Saddleback Ledge Light, Saddleback Ledge, between Isle au Haut and Vinalhaven, Penobscot Bay, Maine

Built in 1839.


Station Established: 1839
Year Current Tower(s) First Lit: 1839
Operational? YES
Automated? YES 1954
Deactivated: n/a
Foundation Materials: SURFACE ROCK
Construction Materials: GRANITE
Tower Shape: CONICAL
Relationship to Other Structure: SEPARATE
Original Lens: FIFTH ORDER 1856

Historical Information:

Built in 1839, Saddleback Ledge Lighthouse is one of the most lonely outposts on the Maine coast. I. W. P. Lewis, .who inspected the lighthouse in the early fifties characterized it as "the only establishment on the coast of Maine that possesses any claim whatever to superiority. The sea breaks quite over the lantern in a southwest gale it is the most economical and durable structure that came under my observationthe only one ever erected in New England by an architect and engineer."

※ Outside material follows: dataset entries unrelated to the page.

use std::time::Duration;

use reqwest::multipart::{Form, Part};
use resumo_logging::{resumo_debug, resumo_info};
use url::Url;

use crate::client::build_client;
use crate::{ServerResponse, SubmissionId, UploadError, UploadFile};

#[derive(Debug, Clone)]
pub struct UploadSettings {
    pub base_url: Url,
    pub endpoint_path: String,
    pub field_name: String,
    pub connect_timeout: Duration,
}

impl UploadSettings {
    pub fn new(base_url: Url) -> Self {
        Self {
            base_url,
            endpoint_path: "/resumir".to_string(),
            field_name: "arquivo".to_string(),
            connect_timeout: Duration::from_secs(10),
        }
    }

    pub fn endpoint(&self) -> Result<Url, UploadError> {
        self.base_url
            .join(&self.endpoint_path)
            .map_err(|err| UploadError::Request(err.to_string()))
    }
}

#[async_trait::async_trait]
pub trait Uploader: Send + Sync {
    /// Sends one file and returns the redirect target.
    async fn upload(
        &self,
        submission: SubmissionId,
        file: UploadFile,
    ) -> Result<String, UploadError>;
}

#[derive(Debug, Clone)]
pub struct ReqwestUploader {
    client: reqwest::Client,
    settings: UploadSettings,
}

impl ReqwestUploader {
    pub fn new(settings: UploadSettings) -> Result<Self, UploadError> {
        let client = build_client(settings.connect_timeout)
            .map_err(|err| UploadError::Request(err.to_string()))?;
        Ok(Self::with_client(client, settings))
    }

    pub fn with_client(client: reqwest::Client, settings: UploadSettings) -> Self {
        Self { client, settings }
    }

    fn build_form(&self, file: UploadFile) -> Result<Form, UploadError> {
        let part = Part::bytes(file.bytes).file_name(file.name);
        let part = if file.mime_type.is_empty() {
            part
        } else {
            part.mime_str(&file.mime_type)
                .map_err(|err| UploadError::Request(err.to_string()))?
        };
        Ok(Form::new().part(self.settings.field_name.clone(), part))
    }
}

#[async_trait::async_trait]
impl Uploader for ReqwestUploader {
    async fn upload(
        &self,
        submission: SubmissionId,
        file: UploadFile,
    ) -> Result<String, UploadError> {
        let endpoint = self.settings.endpoint()?;
        resumo_info!(
            "Uploading submission={} name={} bytes={} to {}",
            submission,
            file.name,
            file.bytes.len(),
            endpoint
        );
        let form = self.build_form(file)?;

        let response = self
            .client
            .post(endpoint)
            .multipart(form)
            .send()
            .await
            .map_err(map_reqwest_error)?;

        let status = response.status().as_u16();
        let body = response.bytes().await.map_err(map_reqwest_error)?;
        resumo_debug!(
            "Upload response submission={} status={} body_len={}",
            submission,
            status,
            body.len()
        );
        interpret_response(status, &body)
    }
}

/// Maps a `/resumir` response onto a redirect target or an error.
///
/// A non-2xx status is always a rejection, carrying the server's `erro` text
/// when the body has one. A 2xx status must carry a non-empty `redirect`.
pub fn interpret_response(status: u16, body: &[u8]) -> Result<String, UploadError> {
    let parsed = serde_json::from_slice::<ServerResponse>(body);

    if !(200..300).contains(&status) {
        let message = parsed
            .ok()
            .and_then(|response| response.erro)
            .filter(|message| !message.is_empty());
        return Err(UploadError::ServerRejected { status, message });
    }

    let response = parsed.map_err(|err| UploadError::MalformedResponse {
        status,
        detail: err.to_string(),
    })?;
    match response.redirect {
        Some(redirect) if !redirect.is_empty() => Ok(redirect),
        _ => Err(UploadError::MalformedResponse {
            status,
            detail: "missing redirect".to_string(),
        }),
    }
}

pub(crate) fn map_reqwest_error(err: reqwest::Error) -> UploadError {
    if err.is_timeout() {
        return UploadError::Timeout(err.to_string());
    }
    if err.is_builder() {
        return UploadError::Request(err.to_string());
    }
    UploadError::Network(err.to_string())
}

#[cfg(test)]
mod tests {
    use super::*;

    #[test]
    fn redirect_on_success() {
        let result = interpret_response(200, br#"{"redirect": "/resumo/42"}"#);
        assert_eq!(result, Ok("/resumo/42".to_string()));
    }

    #[test]
    fn any_2xx_counts_as_success() {
        let result = interpret_response(201, br#"{"redirect": "/resumo"}"#);
        assert_eq!(result, Ok("/resumo".to_string()));
    }

    #[test]
    fn server_message_on_failure() {
        let result = interpret_response(500, br#"{"erro": "internal error"}"#);
        assert_eq!(
            result,
            Err(UploadError::ServerRejected {
                status: 500,
                message: Some("internal error".to_string())
            })
        );
    }

    #[test]
    fn failure_without_json_has_no_message() {
        let result = interpret_response(502, b"<html>Bad Gateway</html>");
        assert_eq!(
            result,
            Err(UploadError::ServerRejected {
                status: 502,
                message: None
            })
        );
    }

    #[test]
    fn empty_error_text_has_no_message() {
        let result = interpret_response(400, br#"{"erro": ""}"#);
        assert!(matches!(
            result,
            Err(UploadError::ServerRejected { message: None, .. })
        ));
    }

    #[test]
    fn success_without_redirect_is_malformed() {
        let bodies: [&[u8]; 3] = [b"{}", br#"{"redirect": ""}"#, br#"{"erro": "x"}"#];
        for body in bodies {
            assert!(matches!(
                interpret_response(200, body),
                Err(UploadError::MalformedResponse { status: 200, .. })
            ));
        }
    }

    #[test]
    fn success_with_non_json_is_malformed() {
        assert!(matches!(
            interpret_response(200, b"ok"),
            Err(UploadError::MalformedResponse { .. })
        ));
    }

    #[test]
    fn endpoint_joins_base_url() {
        let settings = UploadSettings::new(Url::parse("http://localhost:5000/app/").unwrap());
        assert_eq!(
            settings.endpoint().unwrap().as_str(),
            "http://localhost:5000/resumir"
        );
    }
}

"The weirdest experience I have had since being in the service," reported Keeper W. W. Wells in 1935 "was the bombardment we got on a February night way back in 1927, when to my surprise I picked up 124 sea birds around the tower. They were ducks and drakes. Some were alive but the most were dead. Darkness had come on and with it came all the evidence that we were going to get a sou’easter. As the storm struck so did the cannonading Crash. . and a bird came sailing through a pane of glass, dropping at my feet. He began fluttering around the floor with one wing broken and his bill telescoped almost through his head. He did not live long. In came another and away went another windowpane. The phenomenon was repeated again and again until the birds began to pile up like a mound."

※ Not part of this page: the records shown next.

use crate::SubmissionStage;

#[derive(Debug, Clone, PartialEq, Eq, Default)]
pub struct AppViewModel {
    pub success_icon_visible: bool,
    pub error_icon_visible: bool,
    /// Text of the error message, when it is displayed.
    pub error_message: Option<String>,
    pub filename: String,
    /// `None` when the page has no drag-hint element.
    pub drag_hint: Option<String>,
    pub dragover: bool,
    pub stage: SubmissionStage,
    pub uploads_in_flight: usize,
    pub location: String,
}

"Just when I thought the cannonading had ceased, one big sea drake struck the plate glass in the tower lantern and came through without asking for a transfer. When he struck he broke up the works. Before he stopped he put out the light and broke prisms out of the lens. The bird weighed 10 pounds."   After he had made repairs and got the light burning again, a strange sight greeted the keeper. At the base of the tower was a tremendous heap of sea birds, some dead others alive. "Those that were just dazed" he recounted "and needed to recuperate, we placed in the boathouse and next day they went on their way."

The conical gray tower, with a white base stands 42 feet above ground and 54 feet above water. The 2,000 candlepower, fourth-order incandescent oil vapor fixed white light is visible for 13 miles.